Gottesliebe – Menschenliebe
Zum Zusammenhang von Theologie und Anthropologie
 

Kann menschliche Liebe in ihrer kulturellen Bedingtheit und dem Wandel unterworfen sowie in ihrer so häufig erfahrenen Brüchigkeit als Metapher für die Liebe Gottes zur Welt und zum Menschen dienen? Was könnte das konstante Element in der Liebe sein, das auch in theologischer Rede sinnvoll zeitlos gültig und dennoch menschlichen Erfahrungen angemessen von der Liebe Gottes künden kann?
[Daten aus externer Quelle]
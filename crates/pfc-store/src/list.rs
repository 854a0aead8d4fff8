use pfc_core::*;
use std::collections::BTreeSet;
use std::ops::BitAnd;
use std::ops::BitAndAssign;
use std::ops::BitOrAssign;
use std::ops::SubAssign;

/// Ordered set of primary record keys with set-algebraic operations.
///
/// The algebra is pure: record lists never touch the records themselves,
/// only their keys.
#[derive(Clone, Debug, Default, PartialEq, Eq)]
pub struct RecordList {
    keys: BTreeSet<Key>,
}

impl RecordList {
    pub fn count_records(&self) -> usize {
        self.keys.len()
    }

    pub fn is_empty(&self) -> bool {
        self.keys.is_empty()
    }

    pub fn contains(&self, key: Key) -> bool {
        self.keys.contains(&key)
    }

    pub fn insert(&mut self, key: Key) {
        self.keys.insert(key);
    }

    pub fn remove(&mut self, key: Key) {
        self.keys.remove(&key);
    }

    pub fn first(&self) -> Option<Key> {
        self.keys.first().copied()
    }

    /// Keys in ascending order.
    pub fn iter(&self) -> impl Iterator<Item = Key> + '_ {
        self.keys.iter().copied()
    }

    /// True if the two lists share at least one key.
    pub fn intersects(&self, other: &Self) -> bool {
        let (small, large) = if self.keys.len() <= other.keys.len() {
            (&self.keys, &other.keys)
        } else {
            (&other.keys, &self.keys)
        };
        small.iter().any(|key| large.contains(key))
    }
}

impl FromIterator<Key> for RecordList {
    fn from_iter<I: IntoIterator<Item = Key>>(iter: I) -> Self {
        Self {
            keys: iter.into_iter().collect(),
        }
    }
}

impl BitOrAssign<&RecordList> for RecordList {
    fn bitor_assign(&mut self, other: &RecordList) {
        self.keys.extend(other.keys.iter().copied());
    }
}

impl BitAndAssign<&RecordList> for RecordList {
    fn bitand_assign(&mut self, other: &RecordList) {
        self.keys.retain(|key| other.keys.contains(key));
    }
}

impl SubAssign<&RecordList> for RecordList {
    fn sub_assign(&mut self, other: &RecordList) {
        self.keys.retain(|key| !other.keys.contains(key));
    }
}

impl BitAnd for &RecordList {
    type Output = RecordList;

    fn bitand(self, other: &RecordList) -> RecordList {
        RecordList {
            keys: self.keys.intersection(&other.keys).copied().collect(),
        }
    }
}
Diesen drängenden Fragen geht die Autorin nach und findet in der Philosophie von J. Kristeva eine Spur, die zur Theologie des Augustinus führt, welche in Gott die letzte Erfüllung des menschlichen Begehrens sieht. In Gott erkennt die Seele das ideale Ich und strebt danach, sich mit ihm zu identifizieren. In dieser exklusiven Beziehung bleibt aber kaum Platz für den zwischenmenschlichen Eros. Auch das Gottesbild erscheint zu statisch, sodass es die Hingabe in der Menschwerdung nicht umschließt. Darum muss, wie die Autorin zeigt, ein Weg gesucht werden, wie menschliche Hingabe in der Liebe einen „Geschmack des Göttlichen“ (Benedikt XVI.) vermitteln kann.